→ **Task brief**: Give again, word for word, every line below from the one that has "acc += src[clamp(yi" through the one that has "fn build_palette(stops: &[GradientStop;", both included, and no others.

--- Material shown Enclosed Below ---

//! Attention heatmap rasterisation.
//!
//! Two-pass renderer: fixations (or raw gaze points when no fixation was
//! detected) are splatted into a floating-point intensity canvas as layered
//! radial falloffs, which is then box-chain Gaussian blurred, normalised by
//! its maximum and mapped through a gradient palette into an RGBA overlay.
//! The blur is self-contained; no platform canvas filter is involved.

use image::{imageops, Rgba, RgbaImage};
use regard_utils::num::TotalF32;
use regard_utils::timer::Timer;

use crate::error::Result;
use crate::fixation::Fixation;
use crate::model::GazePoint;

/// One colour stop of the heatmap gradient, with `at` in `[0, 1]`.
#[derive(Debug, Clone, Copy, PartialEq)]
pub struct GradientStop {
    pub at: f64,
    pub color: [u8; 3],
}

/// Default blue -> cyan -> green -> yellow -> orange -> red gradient.
pub const DEFAULT_GRADIENT: [GradientStop; 6] = [
    GradientStop { at: 0.0, color: [0, 0, 255] },
    GradientStop { at: 0.25, color: [0, 255, 255] },
    GradientStop { at: 0.45, color: [0, 255, 0] },
    GradientStop { at: 0.65, color: [255, 255, 0] },
    GradientStop { at: 0.85, color: [255, 165, 0] },
    GradientStop { at: 1.0, color: [255, 0, 0] },
];

#[derive(Debug, Clone)]
pub struct HeatmapConfig {
    /// Base splat radius in pixels.
    pub point_radius: f64,
    /// Overlay alpha at zero intensity.
    pub min_opacity: f64,
    /// Overlay alpha at peak intensity.
    pub max_opacity: f64,
    pub blur_sigma: f64,
    pub gradient: [GradientStop; 6],
}

impl Default for HeatmapConfig {
    fn default() -> Self {
        Self {
            point_radius: 50.0,
            min_opacity: 0.02,
            max_opacity: 0.75,
            blur_sigma: 25.0,
            gradient: DEFAULT_GRADIENT,
        }
    }
}

/// Optional overrides merged into a [`HeatmapConfig`].
#[derive(Debug, Clone, Copy, Default)]
pub struct HeatmapPatch {
    pub point_radius: Option<f64>,
    pub min_opacity: Option<f64>,
    pub max_opacity: Option<f64>,
    pub blur_sigma: Option<f64>,
    pub gradient: Option<[GradientStop; 6]>,
}

impl HeatmapConfig {
    pub fn merged(mut self, patch: &HeatmapPatch) -> Self {
        if let Some(v) = patch.point_radius {
            self.point_radius = v;
        }
        if let Some(v) = patch.min_opacity {
            self.min_opacity = v;
        }
        if let Some(v) = patch.max_opacity {
            self.max_opacity = v;
        }
        if let Some(v) = patch.blur_sigma {
            self.blur_sigma = v;
        }
        if let Some(v) = patch.gradient {
            self.gradient = v;
        }
        self
    }
}

/// Number of concentric falloff layers per splat.
const SPLAT_LAYERS: usize = 3;
/// Intensity contribution scale per layer.
const LAYER_ALPHA: f32 = 0.35;

/// Density heatmap renderer for one image session.
pub struct HeatmapGenerator {
    width: u32,
    height: u32,
    config: HeatmapConfig,
    intensity: Vec<f32>,
    palette: [[u8; 3]; 256],
    t_splat: Timer,
    t_blur: Timer,
    t_colorize: Timer,
}

impl HeatmapGenerator {
    pub fn new(width: u32, height: u32, config: HeatmapConfig) -> Self {
        let palette = build_palette(&config.gradient);
        Self {
            width,
            height,
            config,
            intensity: vec![0.0; (width * height) as usize],
            palette,
            t_splat: Timer::new("splat"),
            t_blur: Timer::new("blur"),
            t_colorize: Timer::new("colorize"),
        }
    }

    /// Profiling timers for the render passes.
    pub fn timers(&self) -> impl Iterator<Item = &Timer> + '_ {
        [&self.t_splat, &self.t_blur, &self.t_colorize].into_iter()
    }

    /// Splats fixations, weighted by their duration relative to the longest
    /// one. When the session produced no fixations, fall back to
    /// [`splat_gaze`](Self::splat_gaze).
    pub fn splat_fixations(&mut self, fixations: &[Fixation]) {
        let max_duration = fixations
            .iter()
            .map(|f| f.duration_ms)
            .fold(0.0_f64, f64::max)
            .max(1e-9);
        let radius = self.config.point_radius;
        self.t_splat.time(|| {
            for fixation in fixations {
                let weight = (fixation.duration_ms / max_duration) as f32;
                splat(
                    &mut self.intensity,
                    self.width,
                    self.height,
                    fixation.x,
                    fixation.y,
                    radius,
                    weight,
                );
            }
        });
    }

    /// Splats the session's fixations, or falls back to the raw gaze points
    /// when the session produced no fixation at all.
    pub fn splat(&mut self, fixations: &[Fixation], gaze: &[GazePoint]) {
        if fixations.is_empty() {
            self.splat_gaze(gaze);
        } else {
            self.splat_fixations(fixations);
        }
    }

    /// Splats raw gaze points with uniform weight.
    pub fn splat_gaze(&mut self, points: &[GazePoint]) {
        let radius = self.config.point_radius;
        self.t_splat.time(|| {
            for point in points {
                splat(
                    &mut self.intensity,
                    self.width,
                    self.height,
                    point.x,
                    point.y,
                    radius,
                    1.0,
                );
            }
        });
    }

    /// Blurs, normalises and colourises the accumulated intensity into an
    /// RGBA overlay.
    pub fn render(&mut self) -> RgbaImage {
        let (w, h) = (self.width as usize, self.height as usize);
        self.t_blur.time(|| {
            blur_gaussian(&mut self.intensity, w, h, self.config.blur_sigma);
        });

        let max = self
            .intensity
            .iter()
            .copied()
            .max_by_key(|v| TotalF32(*v))
            .unwrap_or(0.0);

        let min_opacity = self.config.min_opacity;
        let opacity_span = self.config.max_opacity - self.config.min_opacity;
        self.t_colorize.time(|| {
            let mut out = RgbaImage::new(self.width, self.height);
            if max <= 0.0 {
                return out;
            }
            for (pixel, &value) in out.pixels_mut().zip(self.intensity.iter()) {
                let norm = (value / max).clamp(0.0, 1.0) as f64;
                let [r, g, b] = self.palette[(norm * 255.0).round() as usize];
                let alpha = ((min_opacity + norm * opacity_span) * 255.0).round() as u8;
                *pixel = Rgba([r, g, b, alpha]);
            }
            out
        })
    }

    /// Renders the overlay on top of `base` (resized to the heatmap
    /// dimensions if needed) and returns PNG-encoded bytes.
    pub fn render_over(&mut self, base: &RgbaImage) -> Result<Vec<u8>> {
        use image::codecs::png::PngEncoder;
        use image::ImageEncoder;

        let overlay = self.render();
        let mut composed = if base.dimensions() == (self.width, self.height) {
            base.clone()
        } else {
            imageops::resize(base, self.width, self.height, imageops::FilterType::Triangle)
        };

        for (under, over) in composed.pixels_mut().zip(overlay.pixels()) {
            let alpha = over[3] as f32 / 255.0;
            for c in 0..3 {
                let blended = over[c] as f32 * alpha + under[c] as f32 * (1.0 - alpha);
                under[c] = blended.round() as u8;
            }
        }

        let mut bytes = Vec::new();
        PngEncoder::new(&mut bytes).write_image(
            composed.as_raw(),
            self.width,
            self.height,
            image::ColorType::Rgba8,
        )?;
        Ok(bytes)
    }
}

/// Adds one layered radial falloff to the intensity canvas.
fn splat(intensity: &mut [f32], width: u32, height: u32, x: f64, y: f64, radius: f64, weight: f32) {
    for layer in 0..SPLAT_LAYERS {
        let layer_radius = radius * (1.0 - 0.25 * layer as f64);
        if layer_radius <= 0.0 {
            continue;
        }
        let x0 = ((x - layer_radius).floor().max(0.0)) as u32;
        let y0 = ((y - layer_radius).floor().max(0.0)) as u32;
        let x1 = ((x + layer_radius).ceil().min(width as f64 - 1.0)).max(0.0) as u32;
        let y1 = ((y + layer_radius).ceil().min(height as f64 - 1.0)).max(0.0) as u32;
        for py in y0..=y1 {
            for px in x0..=x1 {
                let dx = px as f64 - x;
                let dy = py as f64 - y;
                let dist = (dx * dx + dy * dy).sqrt();
                if dist < layer_radius {
                    let falloff = (1.0 - dist / layer_radius) as f32;
                    intensity[(py * width + px) as usize] += weight * LAYER_ALPHA * falloff;
                }
            }
        }
    }
}

/// Approximates a Gaussian blur with three successive box blurs.
fn blur_gaussian(canvas: &mut Vec<f32>, width: usize, height: usize, sigma: f64) {
    if sigma <= 0.0 || width == 0 || height == 0 {
        return;
    }
    let mut scratch = vec![0.0f32; canvas.len()];
    for box_width in boxes_for_gauss(sigma, 3) {
        let radius = (box_width - 1) / 2;
        if radius == 0 {
            continue;
        }
        box_blur_horizontal(canvas, &mut scratch, width, height, radius);
        box_blur_vertical(&scratch, canvas, width, height, radius);
    }
}

/// Box widths whose chained application approximates a Gaussian of standard
/// deviation `sigma`.
fn boxes_for_gauss(sigma: f64, passes: usize) -> Vec<usize> {
    let n = passes as f64;
    let ideal = (12.0 * sigma * sigma / n + 1.0).sqrt();
    let mut lower = ideal.floor() as usize;
    if lower % 2 == 0 {
        lower = lower.saturating_sub(1);
    }
    let lower = lower.max(1);
    let upper = lower + 2;

    let m_ideal = (12.0 * sigma * sigma
        - (n * (lower * lower) as f64 + 4.0 * n * lower as f64 + 3.0 * n))
        / (-4.0 * lower as f64 - 4.0);
    let m = m_ideal.round().clamp(0.0, n) as usize;

    (0..passes).map(|i| if i < m { lower } else { upper }).collect()
}

fn box_blur_horizontal(src: &[f32], dst: &mut [f32], width: usize, height: usize, radius: usize) {
    let norm = 1.0 / (2 * radius + 1) as f32;
    for y in 0..height {
        let row = y * width;
        let clamp = |x: isize| row + (x.clamp(0, width as isize - 1)) as usize;
        let mut acc = 0.0f32;
        for i in -(radius as isize)..=(radius as isize) {
            acc += src[clamp(i)];
        }
        for x in 0..width {
            dst[row + x] = acc * norm;
            let xi = x as isize;
            acc += src[clamp(xi + radius as isize + 1)] - src[clamp(xi - radius as isize)];
        }
    }
}

fn box_blur_vertical(src: &[f32], dst: &mut [f32], width: usize, height: usize, radius: usize) {
    let norm = 1.0 / (2 * radius + 1) as f32;
    for x in 0..width {
        let clamp = |y: isize| (y.clamp(0, height as isize - 1)) as usize * width + x;
        let mut acc = 0.0f32;
        for i in -(radius as isize)..=(radius as isize) {
            acc += src[clamp(i)];
        }
        for y in 0..height {
            dst[y * width + x] = acc * norm;
            let yi = y as isize;
            acc += src[clamp(yi + radius as isize + 1)] - src[clamp(yi - radius as isize)];
        }
    }
}

/// Expands the gradient stops into a 256-entry lookup table.
fn build_palette(stops: &[GradientStop; 6]) -> [[u8; 3]; 256] {
    let mut palette = [[0u8; 3]; 256];
    for (i, entry) in palette.iter_mut().enumerate() {
        let t = i as f64 / 255.0;
        let mut segment = (stops[0], stops[stops.len() - 1]);
        for pair in stops.windows(2) {
            if t >= pair[0].at && t <= pair[1].at {
                segment = (pair[0], pair[1]);
                break;
            }
        }
        let (a, b) = segment;
        let span = (b.at - a.at).max(1e-9);
        let f = ((t - a.at) / span).clamp(0.0, 1.0);
        for c in 0..3 {
            entry[c] = (a.color[c] as f64 + f * (b.color[c] as f64 - a.color[c] as f64))
                .round() as u8;
        }
    }
    palette
}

--- End of Enclosed Material shown ---

→ **Response**:
            acc += src[clamp(yi + radius as isize + 1)] - src[clamp(yi - radius as isize)];
        }
    }
}

/// Expands the gradient stops into a 256-entry lookup table.
fn build_palette(stops: &[GradientStop; 6]) -> [[u8; 3]; 256] {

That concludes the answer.